• Supreme Court Holds Title VII Protects Employees against Retaliation for Responding to Inquiries in Internal Investigations
  • December 21, 2009 | Authors: Holly M. Robbins; Anne Zorn
  • Law Firm: Faegre & Benson LLP - Minneapolis Office
  • Continuing its recent trend of pro-employee decisions, the Supreme Court has unanimously held that statements made in the course of internal employer investigations can constitute protected opposition under Title VII. In Crawford v. Metropolitan Government of Nashville and Davidson County, No. 06-1595 (Jan. 26, 2009), the Court established that employers taking adverse action against an employee following such an investigation may lay the groundwork for a Title VII retaliation claim.

    Facts of the Case

    In response to rumors of sexual harassment by the school district's employee relations director, the Metropolitan Government of Nashville and Davidson County ("Metro") began an internal investigation. In the course of that investigation, Vicky Crawford, a payroll administrator who had worked for Metro for 30 years, described, upon questioning, several instances of what the Supreme Court referred to as "louche goings-on" by Gene Hughes, the employee relations director. Ms. Crawford's employment was terminated approximately six months later, allegedly for embezzlement. Ms. Crawford sued Metro in the U.S. District Court for the Middle District of Tennessee, claiming that, in fact, the termination of her employment was in retaliation for the statements she made during the Hughes investigation.

    Title VII's Anti-Retaliation Provision

    Title VII of the Civil Rights Act of 1964 prohibits discrimination by employers on the basis of race, color, religion, sex or national origin. It includes an anti-retaliation provision which prohibits discriminating against an employee because that employee has "opposed any practice made an unlawful employment practice by [Title VII]" (the "opposition" clause) or because the employee has "made a charge, testified, assisted or participated in any manner in an investigation, proceeding, or hearing under [Title VII]" (the "participation" clause). Ms. Crawford claimed that her statements about Mr. Hughes' alleged harassment constituted both opposition against a practice made unlawful by Title VII and participation in a Title VII investigation.

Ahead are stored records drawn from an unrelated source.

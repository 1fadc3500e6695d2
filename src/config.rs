//! Wrapper configuration parsing and validation.

use std::fs;
use std::net::SocketAddr;
use std::path::{Path, PathBuf};
use std::time::Duration;

use serde::Deserialize;

use crate::tasks::TaskSettings;
use crate::{AppError, Result};

fn default_address() -> String {
    "0.0.0.0:8080".into()
}

fn default_java() -> String {
    "java".into()
}

fn default_kill_grace_seconds() -> u64 {
    30
}

fn default_ready_marker() -> String {
    "[Server thread/INFO]: Done".into()
}

fn default_saved_marker() -> String {
    "[Server thread/INFO]: Saved the game".into()
}

fn default_autosave_enabled_marker() -> String {
    "[Server thread/INFO]: Automatic saving is now enabled".into()
}

/// Console substrings that mark server milestones.
///
/// The defaults match the vanilla server's log format. Modded servers that
/// reformat their log lines can override them in the `[markers]` table.
#[derive(Debug, Clone, Deserialize, PartialEq, Eq)]
#[serde(rename_all = "snake_case")]
pub struct Markers {
    /// Emitted once the server has finished starting.
    #[serde(default = "default_ready_marker")]
    pub ready: String,
    /// Emitted when a `save-all` completes.
    #[serde(default = "default_saved_marker")]
    pub saved: String,
    /// Emitted after `save-on` re-enables autosave.
    #[serde(default = "default_autosave_enabled_marker")]
    pub autosave_enabled: String,
}

impl Default for Markers {
    fn default() -> Self {
        Self {
            ready: default_ready_marker(),
            saved: default_saved_marker(),
            autosave_enabled: default_autosave_enabled_marker(),
        }
    }
}

/// Wrapper configuration parsed from `wrapper.toml` and command-line flags.
#[derive(Debug, Clone, Deserialize, PartialEq, Eq)]
#[serde(rename_all = "snake_case")]
pub struct WrapperConfig {
    /// Socket address the HTTP front end binds to.
    #[serde(default = "default_address")]
    pub address: String,
    /// Java executable used to launch the server.
    #[serde(default = "default_java")]
    pub java: String,
    /// Server JAR file.
    #[serde(default)]
    pub jar: PathBuf,
    /// Working directory for the server process.
    #[serde(default)]
    pub server_dir: PathBuf,
    /// World data directory.
    #[serde(default)]
    pub world_dir: PathBuf,
    /// Destination directory for world snapshots.
    #[serde(default)]
    pub snapshot_dir: PathBuf,
    /// Heap size in MiB; when absent 80% of available memory is claimed.
    #[serde(default)]
    pub memory_mib: Option<u64>,
    /// Seconds to wait after `SIGTERM` before force-killing the server.
    #[serde(default = "default_kill_grace_seconds")]
    pub kill_grace_seconds: u64,
    /// Console marker lines.
    #[serde(default)]
    pub markers: Markers,
}

impl Default for WrapperConfig {
    fn default() -> Self {
        Self {
            address: default_address(),
            java: default_java(),
            jar: PathBuf::new(),
            server_dir: PathBuf::new(),
            world_dir: PathBuf::new(),
            snapshot_dir: PathBuf::new(),
            memory_mib: None,
            kill_grace_seconds: default_kill_grace_seconds(),
            markers: Markers::default(),
        }
    }
}

impl WrapperConfig {
    /// Load and validate configuration from a TOML file path.
    ///
    /// # Errors
    ///
    /// Returns `AppError::Config` if the file cannot be read, contains
    /// invalid TOML, or fails validation.
    pub fn load_from_path(path: impl AsRef<Path>) -> Result<Self> {
        let config = Self::load_unvalidated(path)?;
        config.validate()?;
        Ok(config)
    }

    /// Load configuration from a TOML file path without validating it.
    ///
    /// Used when command-line flags are layered on top before validation.
    ///
    /// # Errors
    ///
    /// Returns `AppError::Config` if the file cannot be read or contains
    /// invalid TOML.
    pub fn load_unvalidated(path: impl AsRef<Path>) -> Result<Self> {
        let path = path.as_ref();
        let raw = fs::read_to_string(path).map_err(|err| {
            AppError::Config(format!("failed to read config {}: {err}", path.display()))
        })?;
        Self::parse_toml_str(&raw)
    }

    /// Parse configuration from a TOML string and validate it.
    ///
    /// # Errors
    ///
    /// Returns `AppError::Config` if parsing or validation fails.
    pub fn from_toml_str(raw: &str) -> Result<Self> {
        let config = Self::parse_toml_str(raw)?;
        config.validate()?;
        Ok(config)
    }

    /// Parse configuration without validating it.
    ///
    /// Used when command-line flags are layered on top of a partial file.
    ///
    /// # Errors
    ///
    /// Returns `AppError::Config` if the TOML is malformed.
    pub fn parse_toml_str(raw: &str) -> Result<Self> {
        Ok(toml::from_str(raw)?)
    }

    /// Check that every required setting is present and well-formed.
    ///
    /// # Errors
    ///
    /// Returns `AppError::Config` naming the first invalid setting.
    pub fn validate(&self) -> Result<()> {
        self.socket_addr()?;

        for (name, path) in [
            ("jar", &self.jar),
            ("server_dir", &self.server_dir),
            ("world_dir", &self.world_dir),
            ("snapshot_dir", &self.snapshot_dir),
        ] {
            if path.as_os_str().is_empty() {
                return Err(AppError::Config(format!("{name} must be set")));
            }
        }

        if self.java.trim().is_empty() {
            return Err(AppError::Config("java must not be empty".into()));
        }

        if self.memory_mib == Some(0) {
            return Err(AppError::Config(
                "memory_mib must be greater than zero".into(),
            ));
        }

        for (name, marker) in [
            ("markers.ready", &self.markers.ready),
            ("markers.saved", &self.markers.saved),
            ("markers.autosave_enabled", &self.markers.autosave_enabled),
        ] {
            if marker.is_empty() {
                return Err(AppError::Config(format!("{name} must not be empty")));
            }
        }

        Ok(())
    }

    /// Parsed HTTP bind address.
    ///
    /// # Errors
    ///
    /// Returns `AppError::Config` if `address` is not a socket address.
    pub fn socket_addr(&self) -> Result<SocketAddr> {
        self.address
            .parse()
            .map_err(|err| AppError::Config(format!("invalid address {:?}: {err}", self.address)))
    }

    /// Grace period between `SIGTERM` and a forced kill.
    #[must_use]
    pub fn kill_grace(&self) -> Duration {
        Duration::from_secs(self.kill_grace_seconds)
    }

    /// Settings consumed by the built-in tasks.
    #[must_use]
    pub fn task_settings(&self) -> TaskSettings {
        TaskSettings {
            markers: self.markers.clone(),
            world_dir: self.world_dir.clone(),
            snapshot_dir: self.snapshot_dir.clone(),
        }
    }
}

    The Sixth Circuit Dismisses Ms. Crawford's Retaliation Claims

    The U.S. Court of Appeals for the Sixth Circuit affirmed the district court's grant of summary judgment for Metro, finding that Ms. Crawford's statements qualified neither as opposition nor as participation as defined by Title VII. The Sixth Circuit explained that "opposition" for purposes of Title VII protection must be overt, active and consistent; simply answering questions in the course of an internal investigation is not enough. It further held that "participation" under Title VII means participation in an investigation pursuant to a pending EEOC charge—not a purely internal investigation.

    The Supreme Court Reverses, Emphasizing Common Understanding of "Oppose"

    The Supreme Court, in a majority opinion written by Justice Souter and joined by Justices Roberts, Stevens, Scalia, Kennedy, Ginsburg and Breyer, reversed the Sixth Circuit's holding with respect to the opposition clause. (The Court declined to rule on the meaning of the participation clause because Ms. Crawford's conduct was covered by the opposition clause.) Justice Alito, joined by Justice Thomas, concurred in the judgment but wrote separately to explicitly exclude "silent opposition" from protection.

    The Court noted that the common understanding of "oppose" does not require active, consistent behavior. Rather, there is "no reason to doubt that a person can 'oppose' by responding to someone else's question just as surely as by provoking the discussion." In particular, a response describing inappropriate behavior can qualify as resistant or antagonistic, and therefore as opposition.

    The Court next rejected the argument that its expansion of the opposition clause would discourage employers from investigating complaints of harassment or discrimination, for fear of resulting retaliation lawsuits. The Court opined that the fact that employers can avoid liability by showing that they have exercised reasonable care to prevent and correct improper conduct, and that the plaintiff employee unreasonably failed to report the conduct, provides a strong enough inducement that employers will still be motivated to investigate and prevent discriminatory activity in their workplaces.

    Finally, the Court noted that the Sixth Circuit's approach might discourage employees, fearful of retaliatory discharge, from reporting Title VII offenses.

    Practical Considerations for Employers

    Employers should not be afraid to conduct internal investigations following complaints of harassment or discrimination in the workplace; prompt investigation of and response to complaints can constitute a valuable affirmative defense against these charges. However, employers should be aware of the protection that may be afforded to employees who participate in such investigations. Careful documentation of the reasons for any adverse employment action becomes all the more important given the range of employees protected by Title VII's anti-retaliation provision.